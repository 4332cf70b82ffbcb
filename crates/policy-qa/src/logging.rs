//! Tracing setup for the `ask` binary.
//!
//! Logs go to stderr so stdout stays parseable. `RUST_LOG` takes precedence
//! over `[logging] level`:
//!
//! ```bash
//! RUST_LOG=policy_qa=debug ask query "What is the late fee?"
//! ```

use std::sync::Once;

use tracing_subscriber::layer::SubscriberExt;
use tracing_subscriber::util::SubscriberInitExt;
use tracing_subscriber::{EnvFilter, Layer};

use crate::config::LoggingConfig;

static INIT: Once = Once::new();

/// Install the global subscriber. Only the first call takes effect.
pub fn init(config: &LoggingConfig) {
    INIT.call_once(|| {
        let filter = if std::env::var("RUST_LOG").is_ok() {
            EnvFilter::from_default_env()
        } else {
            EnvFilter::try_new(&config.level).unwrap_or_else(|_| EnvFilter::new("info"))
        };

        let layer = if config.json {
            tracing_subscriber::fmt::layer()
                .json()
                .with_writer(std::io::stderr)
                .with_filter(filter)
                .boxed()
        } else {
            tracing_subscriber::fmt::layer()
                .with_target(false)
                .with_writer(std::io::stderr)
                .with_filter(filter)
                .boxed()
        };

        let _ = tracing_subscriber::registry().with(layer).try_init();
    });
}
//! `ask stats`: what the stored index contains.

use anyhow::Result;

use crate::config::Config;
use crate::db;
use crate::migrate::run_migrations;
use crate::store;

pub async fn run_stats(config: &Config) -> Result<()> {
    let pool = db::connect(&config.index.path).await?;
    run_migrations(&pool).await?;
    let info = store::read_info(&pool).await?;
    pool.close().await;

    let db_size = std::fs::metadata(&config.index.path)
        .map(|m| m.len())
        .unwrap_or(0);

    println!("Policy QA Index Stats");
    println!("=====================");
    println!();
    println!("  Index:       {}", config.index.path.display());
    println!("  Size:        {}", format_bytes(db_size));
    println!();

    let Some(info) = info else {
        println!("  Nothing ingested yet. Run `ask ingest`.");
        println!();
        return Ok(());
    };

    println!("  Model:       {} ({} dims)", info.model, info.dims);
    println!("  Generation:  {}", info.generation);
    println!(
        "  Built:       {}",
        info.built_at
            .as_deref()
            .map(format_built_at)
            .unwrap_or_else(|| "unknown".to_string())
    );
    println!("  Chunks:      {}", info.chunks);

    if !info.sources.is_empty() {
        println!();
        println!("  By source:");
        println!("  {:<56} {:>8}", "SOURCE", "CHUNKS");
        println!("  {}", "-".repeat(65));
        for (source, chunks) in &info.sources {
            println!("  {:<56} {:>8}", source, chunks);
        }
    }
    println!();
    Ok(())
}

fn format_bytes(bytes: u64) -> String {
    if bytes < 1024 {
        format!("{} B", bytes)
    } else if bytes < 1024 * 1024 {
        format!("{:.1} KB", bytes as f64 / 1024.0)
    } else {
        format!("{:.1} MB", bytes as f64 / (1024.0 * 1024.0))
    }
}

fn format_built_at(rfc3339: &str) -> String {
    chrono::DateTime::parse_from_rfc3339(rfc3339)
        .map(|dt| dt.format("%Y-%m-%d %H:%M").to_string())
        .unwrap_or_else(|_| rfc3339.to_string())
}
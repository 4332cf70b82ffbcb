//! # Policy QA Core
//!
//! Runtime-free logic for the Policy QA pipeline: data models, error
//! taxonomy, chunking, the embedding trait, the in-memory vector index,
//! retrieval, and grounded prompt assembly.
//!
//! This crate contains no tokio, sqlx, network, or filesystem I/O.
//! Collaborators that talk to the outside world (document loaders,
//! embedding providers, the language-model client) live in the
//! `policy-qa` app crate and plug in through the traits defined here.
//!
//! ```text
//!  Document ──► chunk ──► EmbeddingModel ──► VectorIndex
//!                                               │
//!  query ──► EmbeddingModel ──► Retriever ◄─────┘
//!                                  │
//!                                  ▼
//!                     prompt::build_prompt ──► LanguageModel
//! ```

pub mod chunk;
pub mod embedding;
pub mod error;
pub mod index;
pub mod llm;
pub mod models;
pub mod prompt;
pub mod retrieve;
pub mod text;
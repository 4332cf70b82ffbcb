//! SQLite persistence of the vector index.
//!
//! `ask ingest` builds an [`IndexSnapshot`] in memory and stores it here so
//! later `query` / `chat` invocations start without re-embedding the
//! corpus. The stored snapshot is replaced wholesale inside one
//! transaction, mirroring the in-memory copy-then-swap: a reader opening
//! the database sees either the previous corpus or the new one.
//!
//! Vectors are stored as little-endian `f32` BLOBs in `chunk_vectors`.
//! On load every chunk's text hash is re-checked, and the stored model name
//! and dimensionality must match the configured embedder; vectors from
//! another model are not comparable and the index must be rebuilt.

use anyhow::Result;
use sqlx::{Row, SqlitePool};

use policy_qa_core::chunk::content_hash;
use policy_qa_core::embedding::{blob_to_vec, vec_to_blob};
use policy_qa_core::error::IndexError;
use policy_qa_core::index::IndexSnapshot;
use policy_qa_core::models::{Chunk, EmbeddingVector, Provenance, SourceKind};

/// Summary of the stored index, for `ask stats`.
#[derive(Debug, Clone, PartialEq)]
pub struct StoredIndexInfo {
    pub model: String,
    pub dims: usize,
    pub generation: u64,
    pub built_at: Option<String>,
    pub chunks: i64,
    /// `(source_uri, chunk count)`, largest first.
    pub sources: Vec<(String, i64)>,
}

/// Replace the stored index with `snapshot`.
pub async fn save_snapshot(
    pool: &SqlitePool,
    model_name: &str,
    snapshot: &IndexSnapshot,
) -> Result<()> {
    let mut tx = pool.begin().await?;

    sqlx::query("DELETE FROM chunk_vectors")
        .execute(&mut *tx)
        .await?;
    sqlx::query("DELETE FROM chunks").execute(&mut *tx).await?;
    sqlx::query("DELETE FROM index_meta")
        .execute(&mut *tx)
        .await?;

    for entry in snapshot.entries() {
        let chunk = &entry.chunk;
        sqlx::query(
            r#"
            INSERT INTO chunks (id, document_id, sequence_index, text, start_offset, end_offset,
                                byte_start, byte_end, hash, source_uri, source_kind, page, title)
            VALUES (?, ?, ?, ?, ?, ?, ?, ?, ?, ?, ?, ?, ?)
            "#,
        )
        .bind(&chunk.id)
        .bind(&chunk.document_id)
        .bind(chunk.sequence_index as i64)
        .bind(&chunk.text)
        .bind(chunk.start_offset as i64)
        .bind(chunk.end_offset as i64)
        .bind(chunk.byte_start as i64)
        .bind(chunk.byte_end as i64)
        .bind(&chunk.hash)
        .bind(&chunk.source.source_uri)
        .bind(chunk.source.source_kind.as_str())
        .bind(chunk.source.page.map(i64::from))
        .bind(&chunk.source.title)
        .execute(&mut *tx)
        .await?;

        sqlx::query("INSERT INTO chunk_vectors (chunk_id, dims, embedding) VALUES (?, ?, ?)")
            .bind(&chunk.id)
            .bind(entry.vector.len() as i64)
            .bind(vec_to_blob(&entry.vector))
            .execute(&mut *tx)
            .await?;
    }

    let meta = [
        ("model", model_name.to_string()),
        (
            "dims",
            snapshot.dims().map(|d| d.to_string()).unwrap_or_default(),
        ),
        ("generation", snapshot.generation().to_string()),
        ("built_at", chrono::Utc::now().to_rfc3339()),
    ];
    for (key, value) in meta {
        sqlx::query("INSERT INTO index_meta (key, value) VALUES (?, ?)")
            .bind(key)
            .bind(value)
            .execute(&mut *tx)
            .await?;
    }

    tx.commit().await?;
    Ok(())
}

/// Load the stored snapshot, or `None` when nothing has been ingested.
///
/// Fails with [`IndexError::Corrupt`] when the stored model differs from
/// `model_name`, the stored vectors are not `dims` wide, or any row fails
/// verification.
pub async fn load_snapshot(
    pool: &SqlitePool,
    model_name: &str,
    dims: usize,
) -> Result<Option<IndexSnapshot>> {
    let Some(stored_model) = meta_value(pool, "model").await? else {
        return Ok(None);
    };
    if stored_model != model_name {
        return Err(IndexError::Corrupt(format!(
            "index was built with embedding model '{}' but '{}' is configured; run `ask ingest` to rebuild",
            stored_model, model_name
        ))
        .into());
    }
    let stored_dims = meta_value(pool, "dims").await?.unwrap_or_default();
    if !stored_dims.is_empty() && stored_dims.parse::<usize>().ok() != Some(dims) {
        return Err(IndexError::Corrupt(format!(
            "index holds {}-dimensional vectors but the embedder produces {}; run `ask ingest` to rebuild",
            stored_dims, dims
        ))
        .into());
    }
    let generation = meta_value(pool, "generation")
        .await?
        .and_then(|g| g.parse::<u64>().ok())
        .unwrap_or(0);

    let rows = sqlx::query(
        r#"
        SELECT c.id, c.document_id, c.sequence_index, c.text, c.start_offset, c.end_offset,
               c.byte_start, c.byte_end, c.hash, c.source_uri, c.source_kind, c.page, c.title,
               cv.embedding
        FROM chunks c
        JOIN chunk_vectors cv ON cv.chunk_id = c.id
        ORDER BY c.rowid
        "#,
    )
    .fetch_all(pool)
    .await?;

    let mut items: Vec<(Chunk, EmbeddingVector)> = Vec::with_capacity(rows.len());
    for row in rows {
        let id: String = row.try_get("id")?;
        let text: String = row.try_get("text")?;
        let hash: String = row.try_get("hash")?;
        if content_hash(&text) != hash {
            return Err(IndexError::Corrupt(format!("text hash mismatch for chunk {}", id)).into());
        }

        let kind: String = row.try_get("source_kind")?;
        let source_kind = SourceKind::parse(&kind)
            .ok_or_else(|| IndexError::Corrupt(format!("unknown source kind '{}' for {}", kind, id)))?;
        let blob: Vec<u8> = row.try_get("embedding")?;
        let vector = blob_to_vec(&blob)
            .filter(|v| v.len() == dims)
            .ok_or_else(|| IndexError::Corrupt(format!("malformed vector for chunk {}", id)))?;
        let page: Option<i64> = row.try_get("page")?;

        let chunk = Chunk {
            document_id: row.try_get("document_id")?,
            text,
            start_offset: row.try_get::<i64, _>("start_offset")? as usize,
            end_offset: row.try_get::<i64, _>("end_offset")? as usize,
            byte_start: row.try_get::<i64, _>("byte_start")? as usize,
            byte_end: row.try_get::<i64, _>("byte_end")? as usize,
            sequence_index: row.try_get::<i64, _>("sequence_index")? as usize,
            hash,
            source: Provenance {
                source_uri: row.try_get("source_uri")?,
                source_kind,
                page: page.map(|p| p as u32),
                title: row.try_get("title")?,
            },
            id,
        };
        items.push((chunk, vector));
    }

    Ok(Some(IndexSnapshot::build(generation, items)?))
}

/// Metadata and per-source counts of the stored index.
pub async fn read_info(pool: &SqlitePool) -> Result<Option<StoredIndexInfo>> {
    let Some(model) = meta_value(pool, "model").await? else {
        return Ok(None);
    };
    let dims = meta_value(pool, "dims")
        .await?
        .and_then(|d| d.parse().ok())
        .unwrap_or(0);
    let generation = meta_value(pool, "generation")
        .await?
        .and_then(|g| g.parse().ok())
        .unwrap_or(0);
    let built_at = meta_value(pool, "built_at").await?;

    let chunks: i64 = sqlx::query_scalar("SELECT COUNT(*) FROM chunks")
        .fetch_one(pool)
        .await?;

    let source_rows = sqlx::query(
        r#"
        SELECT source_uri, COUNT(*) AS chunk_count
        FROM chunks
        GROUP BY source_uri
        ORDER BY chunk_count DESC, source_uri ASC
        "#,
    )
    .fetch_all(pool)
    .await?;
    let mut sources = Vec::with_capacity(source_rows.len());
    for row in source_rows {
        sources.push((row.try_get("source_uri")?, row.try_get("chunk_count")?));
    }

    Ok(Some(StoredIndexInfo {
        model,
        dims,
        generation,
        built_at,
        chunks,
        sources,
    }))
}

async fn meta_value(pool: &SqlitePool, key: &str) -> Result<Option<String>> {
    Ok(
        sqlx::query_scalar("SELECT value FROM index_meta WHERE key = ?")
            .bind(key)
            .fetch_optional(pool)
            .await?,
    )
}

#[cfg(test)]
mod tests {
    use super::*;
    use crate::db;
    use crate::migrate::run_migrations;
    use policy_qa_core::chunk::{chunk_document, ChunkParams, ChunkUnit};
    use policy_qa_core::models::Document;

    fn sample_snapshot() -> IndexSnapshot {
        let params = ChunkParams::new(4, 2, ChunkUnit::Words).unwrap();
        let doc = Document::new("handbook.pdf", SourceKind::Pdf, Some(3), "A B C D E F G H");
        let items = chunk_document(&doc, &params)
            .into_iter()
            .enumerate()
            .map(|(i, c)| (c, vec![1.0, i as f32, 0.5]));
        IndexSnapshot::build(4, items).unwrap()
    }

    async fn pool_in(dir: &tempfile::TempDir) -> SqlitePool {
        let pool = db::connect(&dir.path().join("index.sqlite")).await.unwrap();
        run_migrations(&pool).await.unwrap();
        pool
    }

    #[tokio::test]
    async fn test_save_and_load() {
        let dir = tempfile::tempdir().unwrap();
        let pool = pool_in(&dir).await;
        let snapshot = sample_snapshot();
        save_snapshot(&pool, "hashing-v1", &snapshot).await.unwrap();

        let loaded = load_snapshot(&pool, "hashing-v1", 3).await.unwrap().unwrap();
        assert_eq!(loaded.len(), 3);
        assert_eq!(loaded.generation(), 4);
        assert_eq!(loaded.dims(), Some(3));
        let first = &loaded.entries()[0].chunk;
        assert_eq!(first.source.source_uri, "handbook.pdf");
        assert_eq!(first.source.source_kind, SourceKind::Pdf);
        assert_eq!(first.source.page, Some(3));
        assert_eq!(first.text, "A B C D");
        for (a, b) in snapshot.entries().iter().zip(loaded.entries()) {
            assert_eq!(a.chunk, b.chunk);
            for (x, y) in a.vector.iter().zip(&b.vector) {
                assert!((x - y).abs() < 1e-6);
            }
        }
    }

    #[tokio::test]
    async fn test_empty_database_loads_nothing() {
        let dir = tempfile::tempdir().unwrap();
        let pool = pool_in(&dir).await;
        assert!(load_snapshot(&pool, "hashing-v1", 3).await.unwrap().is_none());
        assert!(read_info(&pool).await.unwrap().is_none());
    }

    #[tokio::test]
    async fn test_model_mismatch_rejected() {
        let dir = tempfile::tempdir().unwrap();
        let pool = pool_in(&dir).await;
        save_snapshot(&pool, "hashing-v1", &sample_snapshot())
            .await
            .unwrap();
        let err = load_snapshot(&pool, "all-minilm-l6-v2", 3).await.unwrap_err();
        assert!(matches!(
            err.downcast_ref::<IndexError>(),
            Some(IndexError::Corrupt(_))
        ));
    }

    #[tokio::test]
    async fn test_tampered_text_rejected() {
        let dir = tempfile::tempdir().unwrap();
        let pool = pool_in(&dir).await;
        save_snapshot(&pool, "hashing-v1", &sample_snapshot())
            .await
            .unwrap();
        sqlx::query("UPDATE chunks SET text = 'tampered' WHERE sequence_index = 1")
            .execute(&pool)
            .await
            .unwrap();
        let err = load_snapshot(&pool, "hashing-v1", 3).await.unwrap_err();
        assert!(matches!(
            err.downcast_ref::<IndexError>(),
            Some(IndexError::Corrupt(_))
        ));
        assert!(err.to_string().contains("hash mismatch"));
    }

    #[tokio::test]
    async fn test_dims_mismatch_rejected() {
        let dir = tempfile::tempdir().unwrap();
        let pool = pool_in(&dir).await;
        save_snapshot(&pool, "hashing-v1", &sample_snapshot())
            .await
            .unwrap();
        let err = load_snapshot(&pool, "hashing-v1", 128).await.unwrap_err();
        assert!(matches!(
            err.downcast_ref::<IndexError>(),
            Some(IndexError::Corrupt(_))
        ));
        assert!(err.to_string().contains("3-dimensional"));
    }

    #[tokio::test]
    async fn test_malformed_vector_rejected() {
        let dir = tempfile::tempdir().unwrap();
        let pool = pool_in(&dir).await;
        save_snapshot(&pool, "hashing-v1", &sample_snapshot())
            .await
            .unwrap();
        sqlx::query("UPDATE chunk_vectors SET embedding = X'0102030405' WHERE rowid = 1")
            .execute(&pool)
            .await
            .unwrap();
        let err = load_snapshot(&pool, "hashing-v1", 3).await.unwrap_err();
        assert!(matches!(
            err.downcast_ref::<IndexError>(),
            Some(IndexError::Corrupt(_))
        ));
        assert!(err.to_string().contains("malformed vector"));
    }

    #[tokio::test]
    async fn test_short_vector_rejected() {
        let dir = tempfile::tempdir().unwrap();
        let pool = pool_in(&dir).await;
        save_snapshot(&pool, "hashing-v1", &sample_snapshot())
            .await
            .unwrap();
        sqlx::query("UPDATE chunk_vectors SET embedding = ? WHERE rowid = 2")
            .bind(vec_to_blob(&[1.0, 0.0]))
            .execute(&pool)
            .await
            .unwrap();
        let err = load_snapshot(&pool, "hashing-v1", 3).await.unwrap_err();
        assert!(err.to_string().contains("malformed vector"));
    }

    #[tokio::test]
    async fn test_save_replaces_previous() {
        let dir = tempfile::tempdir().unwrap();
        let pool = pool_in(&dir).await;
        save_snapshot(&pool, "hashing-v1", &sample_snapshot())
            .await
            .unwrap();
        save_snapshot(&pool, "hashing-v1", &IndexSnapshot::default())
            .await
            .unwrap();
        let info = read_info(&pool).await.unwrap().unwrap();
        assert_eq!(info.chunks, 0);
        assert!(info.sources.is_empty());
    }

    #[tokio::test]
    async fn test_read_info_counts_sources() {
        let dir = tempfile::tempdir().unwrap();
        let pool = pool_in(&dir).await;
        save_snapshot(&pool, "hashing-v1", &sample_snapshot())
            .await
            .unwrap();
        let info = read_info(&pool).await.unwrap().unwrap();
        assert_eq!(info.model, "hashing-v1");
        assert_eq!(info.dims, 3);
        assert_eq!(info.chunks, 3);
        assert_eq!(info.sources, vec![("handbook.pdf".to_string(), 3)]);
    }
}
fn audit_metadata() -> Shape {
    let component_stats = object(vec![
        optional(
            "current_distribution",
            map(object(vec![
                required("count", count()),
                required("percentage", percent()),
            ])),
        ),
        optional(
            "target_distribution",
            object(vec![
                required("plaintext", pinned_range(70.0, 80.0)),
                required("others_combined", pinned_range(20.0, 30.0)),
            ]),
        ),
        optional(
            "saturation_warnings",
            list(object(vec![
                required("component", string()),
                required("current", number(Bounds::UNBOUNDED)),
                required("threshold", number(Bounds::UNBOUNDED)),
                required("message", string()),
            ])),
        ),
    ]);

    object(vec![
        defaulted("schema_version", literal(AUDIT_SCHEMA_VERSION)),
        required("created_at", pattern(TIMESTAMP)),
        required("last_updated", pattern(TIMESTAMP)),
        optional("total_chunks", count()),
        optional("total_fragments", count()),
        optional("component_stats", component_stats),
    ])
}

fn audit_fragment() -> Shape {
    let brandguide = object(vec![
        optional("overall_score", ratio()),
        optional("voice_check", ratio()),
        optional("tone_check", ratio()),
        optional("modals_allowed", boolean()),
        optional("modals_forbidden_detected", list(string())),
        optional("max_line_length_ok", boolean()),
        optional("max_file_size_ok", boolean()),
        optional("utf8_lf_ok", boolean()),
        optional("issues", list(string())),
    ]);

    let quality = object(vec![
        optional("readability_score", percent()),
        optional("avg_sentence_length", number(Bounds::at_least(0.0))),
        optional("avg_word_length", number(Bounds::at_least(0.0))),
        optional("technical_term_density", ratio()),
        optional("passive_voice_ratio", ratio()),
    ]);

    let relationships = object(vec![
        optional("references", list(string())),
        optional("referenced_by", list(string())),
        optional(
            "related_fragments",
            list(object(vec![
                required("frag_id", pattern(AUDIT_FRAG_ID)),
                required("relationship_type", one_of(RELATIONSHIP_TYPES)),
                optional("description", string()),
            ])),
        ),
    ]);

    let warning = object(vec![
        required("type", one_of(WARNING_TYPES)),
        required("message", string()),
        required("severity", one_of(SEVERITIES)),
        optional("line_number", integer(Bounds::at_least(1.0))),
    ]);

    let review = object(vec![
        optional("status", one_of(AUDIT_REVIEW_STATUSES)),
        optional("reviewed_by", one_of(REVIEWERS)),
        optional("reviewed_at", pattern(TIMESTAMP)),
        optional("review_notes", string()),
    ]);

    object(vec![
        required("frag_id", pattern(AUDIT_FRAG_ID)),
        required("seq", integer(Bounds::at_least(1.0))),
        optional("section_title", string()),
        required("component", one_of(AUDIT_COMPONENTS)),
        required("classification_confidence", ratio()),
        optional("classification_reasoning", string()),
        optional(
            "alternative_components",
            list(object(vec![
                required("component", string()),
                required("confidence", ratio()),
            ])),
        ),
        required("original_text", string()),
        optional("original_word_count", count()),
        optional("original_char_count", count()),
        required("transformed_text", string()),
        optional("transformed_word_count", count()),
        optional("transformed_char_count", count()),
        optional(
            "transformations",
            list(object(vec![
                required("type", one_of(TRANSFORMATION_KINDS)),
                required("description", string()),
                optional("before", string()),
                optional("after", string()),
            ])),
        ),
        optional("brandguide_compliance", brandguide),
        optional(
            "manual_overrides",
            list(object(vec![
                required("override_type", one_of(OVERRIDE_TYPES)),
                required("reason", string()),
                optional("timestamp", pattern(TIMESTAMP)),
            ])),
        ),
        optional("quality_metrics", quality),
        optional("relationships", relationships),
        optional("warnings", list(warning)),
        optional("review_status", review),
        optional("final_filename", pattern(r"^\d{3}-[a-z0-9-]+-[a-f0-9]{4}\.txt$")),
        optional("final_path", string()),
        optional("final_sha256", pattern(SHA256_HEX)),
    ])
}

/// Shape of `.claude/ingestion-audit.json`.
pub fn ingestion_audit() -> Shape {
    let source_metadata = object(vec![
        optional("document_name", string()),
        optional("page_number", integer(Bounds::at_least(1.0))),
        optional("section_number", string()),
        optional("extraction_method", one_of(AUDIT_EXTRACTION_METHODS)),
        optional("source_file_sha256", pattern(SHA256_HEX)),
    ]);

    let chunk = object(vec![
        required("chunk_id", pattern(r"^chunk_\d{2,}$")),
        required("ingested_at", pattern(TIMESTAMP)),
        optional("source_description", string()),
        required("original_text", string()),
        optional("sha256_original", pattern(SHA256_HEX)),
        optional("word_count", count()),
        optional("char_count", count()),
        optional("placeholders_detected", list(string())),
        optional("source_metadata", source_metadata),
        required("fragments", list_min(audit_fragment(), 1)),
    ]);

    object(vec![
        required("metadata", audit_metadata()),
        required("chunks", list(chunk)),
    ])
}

^^^^^^^^^^^^^^^^

- Task to complete -
Check each line of the material for the string "corpus", then state how many lines have it and nothing more.

- Response area -
2